Die Kritik an möglichen Steuererhöhungen nahm zu. Die «Fünf Weisen» warnten vor höheren Steuern zur Sanierung des Haushalts. Die Union hält eine Anhebung der Mehrwertsteuer von 16 auf 19 Prozent für wahrscheinlich. CSU-Generalsekretär Markus Söder warnte vor einer «Steuererhöhungsorgie». Der Koalitionsvertrag müsse ein «Dreiklang aus Sparen, Reformieren und Investieren seien, sagte er der «Welt».

CDU-Vize Christoph Böhr drohte in der «Bild»-Zeitung, die Vereinbarungen auf dem kleinen Parteitag Anfang kommender Woche abzulehnen, wenn es unter anderem zu deutlichen Steuererhöhungen komme. Unions-Fraktionsvize Wolfgang Bosbach vermisste im «Kölner Stadt-Anzeiger» (Donnerstag) die Handschrift der Union bei bisherigen Resultaten. Die FDP-Politiker Jürgen Koppelin und Carl-Ludwig Thiele drohten mit einem Untersuchungsausschuss im Bundestag wegen angeblich gebrochener Wahlversprechen.

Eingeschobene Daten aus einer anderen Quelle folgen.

//! Rules with their derived properties.
//!
//! A [`Rule`] wraps a [`Tgd`] with everything derived from it once, at
//! construction: the guard atom and a capability [`Tier`]. Tiers narrow
//! progressively: every rule is guarded; skolemized rules add functional
//! flags and the atoms selected for resolution; ordered rules restrict that
//! selection to the maximal atoms under an [`AtomOrder`].

use gsat_foundation::{Atom, AtomSet, Error, Result};

use crate::order::AtomOrder;
use crate::tgd::Tgd;

// =============================================================================
// Guard
// =============================================================================

/// Computes the guard: the body atom covering every universal variable with
/// minimal arity, ties broken by the lexicographically smallest predicate name.
///
/// # Errors
/// Returns an unguarded rule error if no body atom covers every universal variable.
pub fn compute_guard(tgd: &Tgd) -> Result<Atom> {
    guard_candidates(tgd.body())
        .min_by(|a, b| {
            a.predicate()
                .arity()
                .cmp(&b.predicate().arity())
                .then_with(|| a.predicate().name().cmp(b.predicate().name()))
                .then_with(|| a.cmp(b))
        })
        .cloned()
        .ok_or_else(|| Error::unguarded_rule(tgd.to_string()))
}

/// Body atoms that contain every body variable.
fn guard_candidates(body: &AtomSet) -> impl Iterator<Item = &Atom> {
    let universal = body.variables();
    body.iter()
        .filter(move |atom| universal.iter().all(|v| atom.mentions(v)))
}

// =============================================================================
// Selection
// =============================================================================

/// Which side of a rule holds its selected atoms.
#[derive(Copy, Clone, Debug, PartialEq, Eq, Hash)]
pub enum Side {
    /// Selected atoms are body atoms; the rule resolves as the consumer.
    Body,
    /// Selected atoms are head atoms; the rule resolves as the producer.
    Head,
}

/// The atoms eligible as resolution targets, and which side they are on.
#[derive(Clone, Debug, PartialEq, Eq)]
pub struct Selection {
    atoms: Vec<Atom>,
    side: Side,
}

impl Selection {
    /// Returns the selected atoms.
    #[must_use]
    pub fn atoms(&self) -> &[Atom] {
        &self.atoms
    }

    /// Returns the side the selected atoms are on.
    #[must_use]
    pub fn side(&self) -> Side {
        self.side
    }

    fn of(tgd: &Tgd) -> Self {
        if tgd.body().is_functional() {
            Self {
                atoms: tgd.body().iter().filter(|a| a.is_functional()).cloned().collect(),
                side: Side::Body,
            }
        } else if tgd.head().is_functional() {
            Self {
                atoms: tgd.head().iter().cloned().collect(),
                side: Side::Head,
            }
        } else {
            Self {
                atoms: guard_candidates(tgd.body()).cloned().collect(),
                side: Side::Body,
            }
        }
    }

    fn narrowed(self, order: &mut AtomOrder) -> Self {
        Self {
            atoms: order.maximal(&self.atoms),
            side: self.side,
        }
    }
}

// =============================================================================
// Tier
// =============================================================================

/// Derived properties of a skolemized rule.
#[derive(Clone, Debug, PartialEq, Eq)]
pub struct SkolemFeatures {
    functional: bool,
    non_full: bool,
    selection: Selection,
}

impl SkolemFeatures {
    fn of(tgd: &Tgd, selection: Selection) -> Self {
        Self {
            functional: !tgd.is_function_free(),
            non_full: tgd.head().is_functional() && !tgd.body().is_functional(),
            selection,
        }
    }

    /// Returns true if some body or head atom contains a function term.
    #[must_use]
    pub fn is_functional(&self) -> bool {
        self.functional
    }

    /// Returns true if the head is functional while the body is not.
    #[must_use]
    pub fn is_non_full(&self) -> bool {
        self.non_full
    }

    /// Returns the atoms selected for resolution.
    #[must_use]
    pub fn selection(&self) -> &Selection {
        &self.selection
    }
}

/// Capability tier of a rule.
#[derive(Clone, Debug, PartialEq, Eq)]
pub enum Tier {
    /// Guard only.
    Guarded,
    /// Skolemized, selecting every eligible atom.
    Skolemized(SkolemFeatures),
    /// Skolemized, selecting only the maximal eligible atoms.
    Ordered(SkolemFeatures),
}

// =============================================================================
// Rule
// =============================================================================

/// An immutable rule with its guard and capability tier.
#[derive(Clone, Debug)]
pub struct Rule {
    tgd: Tgd,
    guard: Atom,
    tier: Tier,
}

impl Rule {
    /// Creates a guarded rule.
    ///
    /// # Errors
    /// Returns an unguarded rule error if the rule has no guard.
    pub fn guarded(tgd: Tgd) -> Result<Self> {
        let guard = compute_guard(&tgd)?;
        Ok(Self {
            tgd,
            guard,
            tier: Tier::Guarded,
        })
    }

    /// Creates a skolemized guarded rule.
    ///
    /// # Errors
    /// Returns an unguarded rule error if the rule has no guard.
    pub fn skolemized(tgd: Tgd) -> Result<Self> {
        let guard = compute_guard(&tgd)?;
        let features = SkolemFeatures::of(&tgd, Selection::of(&tgd));
        Ok(Self {
            tgd,
            guard,
            tier: Tier::Skolemized(features),
        })
    }

    /// Creates an ordered skolemized guarded rule, numbering any symbol the
    /// order has not seen yet.
    ///
    /// # Errors
    /// Returns an unguarded rule error if the rule has no guard.
    pub fn ordered(tgd: Tgd, order: &mut AtomOrder) -> Result<Self> {
        let guard = compute_guard(&tgd)?;
        let selection = Selection::of(&tgd).narrowed(order);
        let features = SkolemFeatures::of(&tgd, selection);
        Ok(Self {
            tgd,
            guard,
            tier: Tier::Ordered(features),
        })
    }

    /// Returns the underlying rule value.
    #[must_use]
    pub fn tgd(&self) -> &Tgd {
        &self.tgd
    }

    /// Returns the body atoms.
    #[must_use]
    pub fn body(&self) -> &AtomSet {
        self.tgd.body()
    }

    /// Returns the head atoms.
    #[must_use]
    pub fn head(&self) -> &AtomSet {
        self.tgd.head()
    }

    /// Returns the guard atom.
    #[must_use]
    pub fn guard(&self) -> &Atom {
        &self.guard
    }

    /// Returns the capability tier.
    #[must_use]
    pub fn tier(&self) -> &Tier {
        &self.tier
    }

    /// Returns the skolem features, if the rule is skolemized.
    #[must_use]
    pub fn features(&self) -> Option<&SkolemFeatures> {
        match &self.tier {
            Tier::Guarded => None,
            Tier::Skolemized(f) | Tier::Ordered(f) => Some(f),
        }
    }

    /// Returns the resolution selection, if the rule is skolemized.
    #[must_use]
    pub fn selection(&self) -> Option<&Selection> {
        self.features().map(SkolemFeatures::selection)
    }
}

Der Konflikt um längere Laufzeiten von Atomkraftwerken ist noch nicht vom Tisch. Nach dem Einspruch der Unionsführung kündigte der designierte SPD-Umweltminister Sigmar Gabriel an, voraussichtlich könne das Thema erst am Donnerstagabend geklärt werden. CDU und CSU wollten die Laufzeiten der Atomkraftwerke um acht Jahre verlängern. Nach dem Atomkonsens müssen die Meiler rechnerisch nach 32 Jahren Laufzeit abgeschaltet werden. Zudem brach ein Streit über Gentechnik aus. Die Unionsseite will ein neues Gesetz, das die Forschung fördert.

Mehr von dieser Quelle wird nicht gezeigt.